In an instant, Carter and Rustand were on their weapons, their rifles up and level, with a primitive urge to survive erasing any of the confusion that might otherwise have clouded their minds. Rustand backed up against the wall. Carter offered a two-finger salute, a quiet, unspoken gesture that hinted at battle scars buried deep beneath the surface, earned in the heat of active combat. Rustand exhaled through his nose, slow and planned. Whatever the anomaly was, he decided for the time being it could wait. The present danger required attention. The hangar was massive, shadowy, and threatening, sitting right there in the darkness with its doors shut tight. And now, there was no question of it: they were not alone.
* * *
The first of the intruders, a wiry man with piercing blue eyes and whose actions communicated that he was clearly the leader, moved as though he had already memorized every inch of the terrain. In his hand he held a small, smooth cylinder, its edges worn and pitted as if it had seen countless secret operations before. The device was from a forgotten era, from the future.

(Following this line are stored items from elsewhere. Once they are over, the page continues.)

use clap::Parser;

use weather_aggregator::config::{normalize_language, DEFAULT_ALERT_LANGUAGE, DEFAULT_ALERT_REGION};
use weather_aggregator::coordinator::{Coordinator, CoordinatorSettings};
use weather_aggregator::feeds::alerts::DEFAULT_ALERTS_URL;
use weather_aggregator::feeds::forecast::DEFAULT_FORECAST_URL;
use weather_aggregator::feeds::observation::DEFAULT_OBSERVATION_URL;
use weather_aggregator::feeds::{AlertFeedClient, ForecastClient, ObservationClient};
use weather_aggregator::models::{Field, StationId, WeatherSnapshot};

#[derive(Parser)]
#[command(name = "check-station")]
#[command(about = "Run one refresh cycle for a station and print the merged result", long_about = None)]
struct Cli {
    /// Station ID to check
    station_id: String,

    /// Alert language (is or en)
    #[arg(long, default_value = DEFAULT_ALERT_LANGUAGE)]
    language: String,

    /// Alert feed region key
    #[arg(long, env = "ALERT_REGION", default_value = DEFAULT_ALERT_REGION)]
    region: String,

    /// Print the whole snapshot as JSON
    #[arg(long)]
    json: bool,

    #[arg(long, env = "FORECAST_URL", default_value = DEFAULT_FORECAST_URL)]
    forecast_url: String,

    #[arg(long, env = "OBSERVATION_URL", default_value = DEFAULT_OBSERVATION_URL)]
    observation_url: String,

    #[arg(long, env = "ALERTS_URL", default_value = DEFAULT_ALERTS_URL)]
    alerts_url: String,
}

#[tokio::main]
async fn main() -> Result<(), Box<dyn std::error::Error>> {
    dotenvy::dotenv().ok();
    let cli = Cli::parse();

    let settings = CoordinatorSettings {
        alert_language: normalize_language(&cli.language),
        alert_region: cli.region.clone(),
        ..CoordinatorSettings::default()
    };

    let mut coordinator = Coordinator::new(
        StationId::new(cli.station_id.clone()),
        settings,
        ForecastClient::new(cli.forecast_url.clone()),
        ObservationClient::new(cli.observation_url.clone()),
        AlertFeedClient::new(cli.alerts_url.clone()),
    );

    println!("Checking station {}...\n", cli.station_id);

    let outcome = coordinator.refresh().await;
    let statuses = coordinator.feed_statuses();
    for (name, status) in [
        ("forecast", &statuses.forecast),
        ("observation", &statuses.observation),
        ("alerts", &statuses.alerts),
    ] {
        match &status.last_error {
            Some(e) => println!("  {:<12} FAILED: {}", name, e),
            None => println!("  {:<12} ok", name),
        }
    }
    let outcome = outcome?;
    println!("\nCycle outcome: {:?}\n", outcome);

    let Some(snapshot) = coordinator.snapshot() else {
        println!("No snapshot published");
        return Ok(());
    };

    if cli.json {
        println!("{}", serde_json::to_string_pretty(snapshot.as_ref())?);
    } else {
        print_summary(&snapshot);
    }

    Ok(())
}

fn print_summary(snapshot: &WeatherSnapshot) {
    let current = snapshot.current();
    println!("Current conditions (degraded: {}):", snapshot.is_degraded());
    print_field("temperature", &current.temperature, "°C");
    print_field("feels like", &current.feels_like, "°C");
    print_field("wind speed", &current.wind_speed, "m/s");
    print_field("wind direction", &current.wind_direction, "°");
    print_field("humidity", &current.humidity, "%");
    print_field("pressure", &current.pressure, "hPa");
    match current.condition.value() {
        Some(condition) => println!("  {:<16} {:?} ({:?})", "condition", condition, current.condition.source()),
        None => println!("  {:<16} n/a", "condition"),
    }

    println!("\nDaily forecast:");
    for day in snapshot.daily() {
        println!(
            "  {}  {:>5.1} / {:>5.1} °C  {:>4.1} m/s  {:?}",
            day.date, day.temperature_high, day.temperature_low, day.wind_speed_mean, day.condition
        );
    }

    println!("\nHourly forecast: {} entries", snapshot.hourly().len());

    let alerts = snapshot.active_alerts();
    println!("\nActive alerts: {}", alerts.len());
    for alert in alerts {
        println!(
            "  [{}] {} ({} - {})",
            alert.severity, alert.headline, alert.effective_from, alert.effective_until
        );
    }
}

fn print_field(name: &str, field: &Field<f64>, unit: &str) {
    match field.get() {
        Some(value) => println!("  {:<16} {:.1} {} ({:?})", name, value, unit, field.source()),
        None => println!("  {:<16} n/a", name),
    }
}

Right behind him, a squat, stocky man shifted restlessly, his burly hands flexing against the grip of his weapon. “I don’t like this,” he muttered, his voice barely rising above a breath. “Feels off.”
A slender woman with a scar across her cheek shot him a piercing look. “Shut up and move,” she ordered curtly, her delicate fingers twitching in a familiar, soldier-like habit. The reflex of someone who constantly checked her weapon even in moments of relative calm.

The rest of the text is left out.